**EXERCISE GOAL**. Your answer must consist of the lines running from the one that holds "but additionally allows" to the end of the data, copied exactly.

SUPPLIED MATERIAL START

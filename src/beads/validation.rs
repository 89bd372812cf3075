//! Validation rules for agent and convoy beads.

use anyhow::bail;

/// Minimum allowed heartbeat timeout in seconds. Workers must heartbeat at
/// least once per hour and at most once per minute.
pub const MIN_HEARTBEAT_TIMEOUT: u32 = 60;
pub const MAX_HEARTBEAT_TIMEOUT: u32 = 3600;

/// Default timeout when a worker does not specify one.
pub const DEFAULT_HEARTBEAT_TIMEOUT: u32 = 180;

/// Accept a heartbeat timeout iff 60 <= t <= 3600 seconds.
pub fn validate_heartbeat_timeout(timeout_secs: u32) -> anyhow::Result<()> {
    if timeout_secs < MIN_HEARTBEAT_TIMEOUT {
        bail!(
            "heartbeat timeout {timeout_secs} seconds is too short (minimum: {MIN_HEARTBEAT_TIMEOUT} seconds)"
        );
    }
    if timeout_secs > MAX_HEARTBEAT_TIMEOUT {
        bail!(
            "heartbeat timeout {timeout_secs} seconds is too long (maximum: {MAX_HEARTBEAT_TIMEOUT} seconds)"
        );
    }
    Ok(())
}

/// Convoy stages, in order.
pub const STAGE_PLANNING: &str = "planning";
pub const STAGE_EXECUTION: &str = "execution";
pub const STAGE_REVIEW: &str = "review";
pub const STAGE_COMPLETE: &str = "complete";

fn stage_order(stage: &str) -> Option<u8> {
    match stage {
        STAGE_PLANNING => Some(1),
        STAGE_EXECUTION => Some(2),
        STAGE_REVIEW => Some(3),
        STAGE_COMPLETE => Some(4),
        _ => None,
    }
}

pub fn validate_convoy_stage(stage: &str) -> anyhow::Result<()> {
    if stage_order(stage).is_none() {
        bail!("invalid convoy stage {stage:?} (must be: planning, execution, review, or complete)");
    }
    Ok(())
}

/// Convoy stage transitions move forward only (skip-ahead allowed).
pub fn validate_convoy_stage_transition(current: &str, new: &str) -> anyhow::Result<()> {
    let cur = stage_order(current)
        .ok_or_else(|| anyhow::anyhow!("current stage: invalid convoy stage {current:?}"))?;
    let next =
        stage_order(new).ok_or_else(|| anyhow::anyhow!("new stage: invalid convoy stage {new:?}"))?;

    if next <= cur {
        bail!(
            "invalid stage transition from {current:?} to {new:?} (must move forward: planning → execution → review → complete)"
        );
    }
    Ok(())
}

/// Like [`validate_convoy_stage_transition`] but additionally allows
/// reopening a completed convoy (complete → planning).
pub fn validate_convoy_stage_transition_with_reopening(
    current: &str,
    new: &str,
) -> anyhow::Result<()> {
    if current == STAGE_COMPLETE && new == STAGE_PLANNING {
        return Ok(());
    }
    validate_convoy_stage_transition(current, new)
}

SUPPLIED MATERIAL END

**SOLUTION FOR THIS PROBLEM**.
/// Like [`validate_convoy_stage_transition`] but additionally allows
/// reopening a completed convoy (complete → planning).
pub fn validate_convoy_stage_transition_with_reopening(
    current: &str,
    new: &str,
) -> anyhow::Result<()> {
    if current == STAGE_COMPLETE && new == STAGE_PLANNING {
        return Ok(());
    }
    validate_convoy_stage_transition(current, new)
}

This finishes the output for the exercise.